Add 'resume' capability to parallel-rsync-repos

This commit is contained in:
Jacob Vosmaer 2015-12-08 15:08:22 +01:00
parent 6d2be0212c
commit f3ca92a062
2 changed files with 75 additions and 24 deletions

View file

@ -1,31 +1,33 @@
#!/bin/sh
# this script should run as the 'git' user, not root, because of mkdir
#!/usr/bin/env bash
# this script should run as the 'git' user, not root, because 'root' should not
# own intermediate directories created by rsync.
#
# Example invocation:
# find /var/opt/gitlab/git-data/repositories -maxdepth 2 | \
# parallel-rsync-repos /var/opt/gitlab/git-data/repositories /mnt/gitlab/repositories
# parallel-rsync-repos transfer-success.log /var/opt/gitlab/git-data/repositories /mnt/gitlab/repositories
#
# You can also rsync to a remote destination.
#
# parallel-rsync-repos /var/opt/gitlab/git-data/repositories user@host:/mnt/gitlab/repositories
# parallel-rsync-repos transfer-success.log /var/opt/gitlab/git-data/repositories user@host:/mnt/gitlab/repositories
#
# If you need to pass extra options to rsync, set the RSYNC variable
#
# env RSYNC='rsync --rsh="foo bar"' parallel-rsync-repos /src dest
# env RSYNC='rsync --rsh="foo bar"' parallel-rsync-repos transfer-success.log /src dest
#
SRC=$1
DEST=$2
LOGFILE=$1
SRC=$2
DEST=$3
if [ -z "$LOGFILE" ] || [ -z "$SRC" ] || [ -z "$DEST" ] ; then
echo "Usage: $0 LOGFILE SRC DEST"
exit 1
fi
if [ -z "$JOBS" ] ; then
JOBS=10
fi
if [ -z "$SRC" ] || [ -z "$DEST" ] ; then
echo "Usage: $0 SRC DEST"
exit 1
fi
if [ -z "$RSYNC" ] ; then
RSYNC=rsync
fi
@ -35,5 +37,18 @@ if ! cd $SRC ; then
exit 1
fi
sed "s|$SRC|./|" |\
parallel -j$JOBS --progress "mkdir -p $DEST/{} && $RSYNC --delete -a {}/. $DEST/{}/"
rsyncjob() {
relative_dir="./${1#$SRC}"
if ! $RSYNC --delete --relative -a "$relative_dir" "$DEST" ; then
echo "rsync $1 failed"
return 1
fi
echo "$1" >> $LOGFILE
}
export LOGFILE SRC DEST RSYNC
export -f rsyncjob
parallel -j$JOBS --progress rsyncjob

View file

@ -96,25 +96,59 @@ after switching to the new repository storage directory.
### Parallel rsync for all repositories known to GitLab
This will sync repositories with 10 rsync processes at a time.
This will sync repositories with 10 rsync processes at a time.
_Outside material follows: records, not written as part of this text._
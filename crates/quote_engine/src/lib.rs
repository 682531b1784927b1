//! Quote finder engine: document contexts, the message bridge between
//! contexts, the generation client and the privileged effect executor.
mod bridge;
mod credentials;
mod decode;
mod document;
mod engine;
mod extract;
mod generate;
mod locate;
mod page;
mod render;
mod types;

pub use bridge::{
    is_restricted_url, request_locate, request_text, Bridge, BridgeError, BridgeRequest,
    BridgeResponse, ChannelBridge, Envelope, LocateStatus, TabId, TabRegistry, Target,
    LISTENER_CAPACITY,
};
pub use credentials::{load_api_key, CredentialStore, MemoryCredentialStore, API_KEY_ENTRY};
pub use decode::{decode_page, load_page, DecodeError, DecodedPage};
pub use document::{Document, Viewport};
pub use engine::{EngineEvents, EngineHandle, EngineServices};
pub use extract::{ArticleOrParagraphsExtractor, ExtractionSource, Extractor};
pub use generate::{
    build_prompt, quotes_from_response, split_quotes, truncate_chars, GeminiClient,
    GenerationError, GenerationFailure, GeneratorSettings, QuoteGenerator, DEFAULT_ENDPOINT,
    MAX_PROMPT_CHARS, NO_RESPONSE_SENTINEL, QUOTE_DELIMITER,
};
pub use locate::{find_forward, find_wrapping};
pub use page::{handle_request, serve, spawn_document_context};
pub use render::rendered_text;
pub use types::EngineEvent;
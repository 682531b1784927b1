use std::fmt;
use std::time::Duration;

use futures_util::StreamExt;
use quote_logging::{quote_debug, quote_info, quote_warn, GENERATOR};
use serde::Serialize;
use serde_json::Value;
use url::Url;

pub const DEFAULT_ENDPOINT: &str =
    "https://generativelanguage.googleapis.com/v1beta/models/gemini-1.5-flash:generateContent";
/// Longest excerpt of page text sent in one prompt, in chars.
pub const MAX_PROMPT_CHARS: usize = 20_000;
pub const QUOTE_DELIMITER: char = '*';
/// Returned as the only quote when the service answers without text.
pub const NO_RESPONSE_SENTINEL: &str = "No response found.";
const GENERIC_FAILURE: &str = "Request failed";
const INSTRUCTION: &str = "Extract the most significant phrases or sentences from the \
following text. Copy each one exactly as it appears in the text, without rewording or \
changing punctuation, and return each one as a separate bullet starting with '*'.";

#[derive(Debug, Clone)]
pub struct GeneratorSettings {
    pub endpoint: String,
    pub temperature: f32,
    pub max_prompt_chars: usize,
    pub connect_timeout: Duration,
    pub request_timeout: Duration,
    pub max_response_bytes: u64,
}

impl Default for GeneratorSettings {
    fn default() -> Self {
        Self {
            endpoint: DEFAULT_ENDPOINT.to_string(),
            temperature: 0.2,
            max_prompt_chars: MAX_PROMPT_CHARS,
            connect_timeout: Duration::from_secs(10),
            request_timeout: Duration::from_secs(60),
            max_response_bytes: 2 * 1024 * 1024,
        }
    }
}

#[derive(Debug, Clone, PartialEq, Eq)]
pub enum GenerationFailure {
    InvalidEndpoint,
    HttpStatus(u16),
    Timeout,
    Network,
    TooLarge { max_bytes: u64 },
    MalformedBody,
}

impl fmt::Display for GenerationFailure {
    fn fmt(&self, f: &mut fmt::Formatter<'_>) -> fmt::Result {
        match self {
            GenerationFailure::InvalidEndpoint => write!(f, "invalid endpoint"),
            GenerationFailure::HttpStatus(code) => write!(f, "http status {code}"),
            GenerationFailure::Timeout => write!(f, "timeout"),
            GenerationFailure::Network => write!(f, "network error"),
            GenerationFailure::TooLarge { max_bytes } => {
                write!(f, "response larger than {max_bytes} bytes")
            }
            GenerationFailure::MalformedBody => write!(f, "malformed response body"),
        }
    }
}

/// Failure of one generation call. `message` is what the user sees.
#[derive(Debug, Clone, PartialEq, Eq, thiserror::Error)]
#[error("{message}")]
pub struct GenerationError {
    pub kind: GenerationFailure,
    pub message: String,
}

impl GenerationError {
    pub(crate) fn new(kind: GenerationFailure, message: impl Into<String>) -> Self {
        Self {
            kind,
            message: message.into(),
        }
    }
}

/// First `max_chars` chars of `text`; no marker is appended.
pub fn truncate_chars(text: &str, max_chars: usize) -> &str {
    match text.char_indices().nth(max_chars) {
        Some((idx, _)) => &text[..idx],
        None => text,
    }
}

pub fn build_prompt(text: &str, max_chars: usize) -> String {
    format!("{INSTRUCTION}\n\n{}", truncate_chars(text, max_chars))
}

/// Splits generated text on `*`, trimming and dropping empty entries.
/// Order is preserved and duplicates are kept.
pub fn split_quotes(raw: &str) -> Vec<String> {
    raw.split(QUOTE_DELIMITER)
        .map(str::trim)
        .filter(|quote| !quote.is_empty())
        .map(ToOwned::to_owned)
        .collect()
}

/// Quote list from a successful response body.
///
/// A body without `candidates[0].content.parts[0].text` yields the
/// [`NO_RESPONSE_SENTINEL`] instead of an error.
pub fn quotes_from_response(body: &Value) -> Vec<String> {
    match body
        .pointer("/candidates/0/content/parts/0/text")
        .and_then(Value::as_str)
        .filter(|text| !text.is_empty())
    {
        Some(text) => split_quotes(text),
        None => vec![NO_RESPONSE_SENTINEL.to_string()],
    }
}

fn error_message(body: &[u8]) -> Option<String> {
    let value: Value = serde_json::from_slice(body).ok()?;
    value
        .pointer("/error/message")
        .and_then(Value::as_str)
        .map(str::trim)
        .filter(|message| !message.is_empty())
        .map(ToOwned::to_owned)
}

#[derive(Serialize)]
struct GenerateRequest<'a> {
    contents: Vec<Content<'a>>,
    #[serde(rename = "generationConfig")]
    generation_config: GenerationConfig,
}

#[derive(Serialize)]
struct Content<'a> {
    parts: Vec<Part<'a>>,
}

#[derive(Serialize)]
struct Part<'a> {
    text: &'a str,
}

#[derive(Serialize)]
struct GenerationConfig {
    temperature: f32,
}

#[async_trait::async_trait]
pub trait QuoteGenerator: Send + Sync {
    /// One attempt, no retries.
    async fn generate_quotes(
        &self,
        text: &str,
        api_key: &str,
    ) -> Result<Vec<String>, GenerationError>;
}

#[derive(Debug, Clone)]
pub struct GeminiClient {
    settings: GeneratorSettings,
    client: reqwest::Client,
}

impl GeminiClient {
    pub fn new(settings: GeneratorSettings) -> Result<Self, GenerationError> {
        let client = reqwest::Client::builder()
            .connect_timeout(settings.connect_timeout)
            .timeout(settings.request_timeout)
            .build()
            .map_err(|err| GenerationError::new(GenerationFailure::Network, err.to_string()))?;
        Ok(Self { settings, client })
    }

    pub fn settings(&self) -> &GeneratorSettings {
        &self.settings
    }

    fn request_url(&self, api_key: &str) -> Result<Url, GenerationError> {
        let mut url = Url::parse(&self.settings.endpoint).map_err(|err| {
            GenerationError::new(GenerationFailure::InvalidEndpoint, err.to_string())
        })?;
        url.query_pairs_mut().append_pair("key", api_key);
        Ok(url)
    }

    async fn read_body(&self, response: reqwest::Response) -> Result<Vec<u8>, GenerationError> {
        let max_bytes = self.settings.max_response_bytes;
        let too_large = || {
            GenerationError::new(
                GenerationFailure::TooLarge { max_bytes },
                "response too large",
            )
        };
        if response.content_length().is_some_and(|len| len > max_bytes) {
            return Err(too_large());
        }

        let mut body = Vec::new();
        let mut stream = response.bytes_stream();
        while let Some(chunk) = stream.next().await {
            let chunk = chunk.map_err(map_reqwest_error)?;
            if body.len() as u64 + chunk.len() as u64 > max_bytes {
                return Err(too_large());
            }
            body.extend_from_slice(&chunk);
        }
        Ok(body)
    }
}

#[async_trait::async_trait]
impl QuoteGenerator for GeminiClient {
    async fn generate_quotes(
        &self,
        text: &str,
        api_key: &str,
    ) -> Result<Vec<String>, GenerationError> {
        let url = self.request_url(api_key)?;
        let prompt = build_prompt(text, self.settings.max_prompt_chars);
        let request = GenerateRequest {
            contents: vec![Content {
                parts: vec![Part { text: &prompt }],
            }],
            generation_config: GenerationConfig {
                temperature: self.settings.temperature,
            },
        };
        quote_debug!(
            ctx: GENERATOR,
            "requesting quotes prompt_chars={}",
            prompt.chars().count()
        );

        let response = self
            .client
            .post(url)
            .json(&request)
            .send()
            .await
            .map_err(map_reqwest_error)?;

        let status = response.status();
        let body = self.read_body(response).await?;

        if !status.is_success() {
            let message = error_message(&body).unwrap_or_else(|| GENERIC_FAILURE.to_string());
            quote_warn!(ctx: GENERATOR, "service returned {}: {}", status, message);
            return Err(GenerationError::new(
                GenerationFailure::HttpStatus(status.as_u16()),
                message,
            ));
        }

        let value: Value = serde_json::from_slice(&body).map_err(|err| {
            GenerationError::new(GenerationFailure::MalformedBody, err.to_string())
        })?;
        let quotes = quotes_from_response(&value);
        quote_info!(ctx: GENERATOR, "received {} quotes", quotes.len());
        Ok(quotes)
    }
}

fn map_reqwest_error(err: reqwest::Error) -> GenerationError {
    // The request URL carries the credential; keep it out of messages.
    let err = err.without_url();
    if err.is_timeout() {
        return GenerationError::new(GenerationFailure::Timeout, "request timed out");
    }
    GenerationError::new(GenerationFailure::Network, err.to_string())
}
use std::ops::Range;

/// Quotation mark pairs the generation service likes to wrap quotes in.
const WRAPPING_QUOTES: &[(char, char)] = &[
    ('"', '"'),
    ('\u{201C}', '\u{201D}'),
    ('\'', '\''),
    ('\u{2018}', '\u{2019}'),
    ('\u{00AB}', '\u{00BB}'),
];

/// Case- and whitespace-folded view of a text, mapping back to char offsets.
struct FoldedText {
    chars: Vec<char>,
    origin: Vec<usize>,
}

fn fold(text: &str) -> FoldedText {
    let mut chars = Vec::with_capacity(text.len());
    let mut origin = Vec::with_capacity(text.len());
    let mut last_was_space = false;
    for (idx, ch) in text.chars().enumerate() {
        if ch.is_whitespace() {
            if !last_was_space {
                chars.push(' ');
                origin.push(idx);
            }
            last_was_space = true;
            continue;
        }
        last_was_space = false;
        for lower in ch.to_lowercase() {
            chars.push(lower);
            origin.push(idx);
        }
    }
    FoldedText { chars, origin }
}

/// Forward, case-insensitive literal search that stops at the end of the text.
///
/// Offsets are in chars. Whitespace runs compare equal to a single space.
/// The search starts at char offset `from`; matches before it are not found.
pub fn find_forward(haystack: &str, query: &str, from: usize) -> Option<Range<usize>> {
    let needle = fold(query.trim());
    if needle.chars.is_empty() {
        return None;
    }
    let hay = fold(haystack);
    let start = hay.origin.partition_point(|&origin| origin < from);
    if start >= hay.chars.len() {
        return None;
    }

    let offset = hay.chars[start..]
        .windows(needle.chars.len())
        .position(|window| window == needle.chars.as_slice())?;
    let first = start + offset;
    let last = first + needle.chars.len() - 1;
    Some(hay.origin[first]..hay.origin[last] + 1)
}

/// Like [`find_forward`], but wraps around to the start of the text when
/// nothing matches after `from`. `None` means the query is nowhere in the text.
pub fn find_wrapping(haystack: &str, query: &str, from: usize) -> Option<Range<usize>> {
    find_forward(haystack, query, from).or_else(|| {
        find_forward(haystack, query, 0).filter(|range| range.start < from)
    })
}

/// Returns the query without one pair of surrounding quotation marks.
pub fn strip_wrapping_quotes(query: &str) -> Option<&str> {
    let trimmed = query.trim();
    let mut chars = trimmed.chars();
    let open = chars.next()?;
    let close = chars.next_back()?;
    if !WRAPPING_QUOTES.contains(&(open, close)) {
        return None;
    }
    let inner = chars.as_str().trim();
    if inner.is_empty() {
        None
    } else {
        Some(inner)
    }
}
We keep
track of progress so that the transfer can be restarted if necessary.
First we create a new directory, owned by 'git', to hold transfer
logs. We assume the directory is empty before we start the transfer
procedure, and that we are the only ones writing files in it.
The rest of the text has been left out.